The entries below contain a stretch that opens with the line containing "report.archives = options" and closes with the line containing "let message = summary.message();"; set down that stretch exactly, both ends included, and nothing else.

** Opening Exercise input block **

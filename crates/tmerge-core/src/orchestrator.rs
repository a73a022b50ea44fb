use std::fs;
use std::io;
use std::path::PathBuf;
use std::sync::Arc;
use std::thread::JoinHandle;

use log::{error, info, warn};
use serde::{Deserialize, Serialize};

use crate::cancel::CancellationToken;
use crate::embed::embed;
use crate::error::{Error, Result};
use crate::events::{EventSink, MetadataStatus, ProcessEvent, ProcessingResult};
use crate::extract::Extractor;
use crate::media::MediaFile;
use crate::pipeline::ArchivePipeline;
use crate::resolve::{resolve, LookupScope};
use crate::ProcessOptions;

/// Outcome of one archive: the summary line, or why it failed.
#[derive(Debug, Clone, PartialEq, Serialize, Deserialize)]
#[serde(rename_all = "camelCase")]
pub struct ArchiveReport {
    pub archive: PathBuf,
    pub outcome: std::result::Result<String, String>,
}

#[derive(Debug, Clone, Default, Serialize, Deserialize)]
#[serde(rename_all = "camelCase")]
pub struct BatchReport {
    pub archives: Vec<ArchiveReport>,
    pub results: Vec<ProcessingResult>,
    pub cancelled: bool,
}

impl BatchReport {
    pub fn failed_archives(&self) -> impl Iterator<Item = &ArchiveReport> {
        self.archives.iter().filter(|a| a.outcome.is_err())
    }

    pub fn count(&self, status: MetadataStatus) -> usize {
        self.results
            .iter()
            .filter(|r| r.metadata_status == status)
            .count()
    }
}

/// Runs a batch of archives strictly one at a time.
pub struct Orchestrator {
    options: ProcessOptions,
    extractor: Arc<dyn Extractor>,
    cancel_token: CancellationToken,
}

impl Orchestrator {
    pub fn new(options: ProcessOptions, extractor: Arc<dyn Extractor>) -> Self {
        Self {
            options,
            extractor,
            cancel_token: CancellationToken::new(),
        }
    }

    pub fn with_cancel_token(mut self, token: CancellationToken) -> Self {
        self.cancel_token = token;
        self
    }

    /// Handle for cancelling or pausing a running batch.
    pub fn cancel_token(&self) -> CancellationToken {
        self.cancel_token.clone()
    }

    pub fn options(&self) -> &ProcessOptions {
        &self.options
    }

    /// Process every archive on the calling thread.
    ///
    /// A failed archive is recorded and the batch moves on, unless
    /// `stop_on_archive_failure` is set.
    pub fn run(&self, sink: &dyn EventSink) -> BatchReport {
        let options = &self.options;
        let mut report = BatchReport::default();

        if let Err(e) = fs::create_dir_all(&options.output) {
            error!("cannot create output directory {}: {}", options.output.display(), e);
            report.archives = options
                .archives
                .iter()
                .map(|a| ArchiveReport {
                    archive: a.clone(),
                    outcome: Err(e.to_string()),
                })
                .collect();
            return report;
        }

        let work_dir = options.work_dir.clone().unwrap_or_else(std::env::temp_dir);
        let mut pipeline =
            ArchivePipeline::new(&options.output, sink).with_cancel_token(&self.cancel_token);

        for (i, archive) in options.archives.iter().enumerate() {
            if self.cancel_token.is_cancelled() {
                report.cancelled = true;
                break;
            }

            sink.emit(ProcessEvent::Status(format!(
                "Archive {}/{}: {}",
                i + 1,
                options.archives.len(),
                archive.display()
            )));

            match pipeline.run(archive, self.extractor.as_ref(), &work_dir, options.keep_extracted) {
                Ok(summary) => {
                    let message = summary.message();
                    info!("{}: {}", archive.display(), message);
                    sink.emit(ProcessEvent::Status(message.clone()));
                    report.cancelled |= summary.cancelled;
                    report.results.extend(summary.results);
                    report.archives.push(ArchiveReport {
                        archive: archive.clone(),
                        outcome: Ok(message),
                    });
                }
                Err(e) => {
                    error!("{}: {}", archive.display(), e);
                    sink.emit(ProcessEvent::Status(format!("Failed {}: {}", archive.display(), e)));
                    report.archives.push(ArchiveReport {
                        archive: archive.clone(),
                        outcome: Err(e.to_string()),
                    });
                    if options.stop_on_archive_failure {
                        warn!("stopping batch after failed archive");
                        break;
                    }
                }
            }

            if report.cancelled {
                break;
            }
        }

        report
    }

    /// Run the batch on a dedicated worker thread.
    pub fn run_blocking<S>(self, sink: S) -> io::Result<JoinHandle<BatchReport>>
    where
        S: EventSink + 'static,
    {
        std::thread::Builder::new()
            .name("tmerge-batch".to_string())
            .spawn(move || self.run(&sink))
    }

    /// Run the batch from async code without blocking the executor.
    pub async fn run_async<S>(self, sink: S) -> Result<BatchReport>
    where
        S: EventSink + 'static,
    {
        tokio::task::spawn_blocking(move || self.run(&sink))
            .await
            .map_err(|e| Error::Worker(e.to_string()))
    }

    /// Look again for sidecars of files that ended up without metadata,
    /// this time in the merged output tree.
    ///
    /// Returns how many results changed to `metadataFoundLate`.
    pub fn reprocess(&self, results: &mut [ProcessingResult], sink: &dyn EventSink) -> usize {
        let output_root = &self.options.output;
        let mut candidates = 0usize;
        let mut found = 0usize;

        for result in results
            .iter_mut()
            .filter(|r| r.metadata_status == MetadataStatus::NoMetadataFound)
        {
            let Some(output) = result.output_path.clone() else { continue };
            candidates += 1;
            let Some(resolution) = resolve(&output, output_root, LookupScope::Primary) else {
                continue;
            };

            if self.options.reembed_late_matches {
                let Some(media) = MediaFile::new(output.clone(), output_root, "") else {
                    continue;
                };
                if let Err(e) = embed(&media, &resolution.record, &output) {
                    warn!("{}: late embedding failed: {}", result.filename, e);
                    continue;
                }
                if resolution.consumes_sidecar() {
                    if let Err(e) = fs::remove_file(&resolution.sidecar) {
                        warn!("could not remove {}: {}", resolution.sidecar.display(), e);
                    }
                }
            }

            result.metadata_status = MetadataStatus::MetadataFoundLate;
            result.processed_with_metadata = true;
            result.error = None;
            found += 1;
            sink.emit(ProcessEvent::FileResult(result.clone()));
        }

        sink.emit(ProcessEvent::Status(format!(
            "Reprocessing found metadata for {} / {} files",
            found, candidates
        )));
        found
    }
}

** Closing Exercise input block **

Output:
            report.archives = options
                .archives
                .iter()
                .map(|a| ArchiveReport {
                    archive: a.clone(),
                    outcome: Err(e.to_string()),
                })
                .collect();
            return report;
        }

        let work_dir = options.work_dir.clone().unwrap_or_else(std::env::temp_dir);
        let mut pipeline =
            ArchivePipeline::new(&options.output, sink).with_cancel_token(&self.cancel_token);

        for (i, archive) in options.archives.iter().enumerate() {
            if self.cancel_token.is_cancelled() {
                report.cancelled = true;
                break;
            }

            sink.emit(ProcessEvent::Status(format!(
                "Archive {}/{}: {}",
                i + 1,
                options.archives.len(),
                archive.display()
            )));

            match pipeline.run(archive, self.extractor.as_ref(), &work_dir, options.keep_extracted) {
                Ok(summary) => {
                    let message = summary.message();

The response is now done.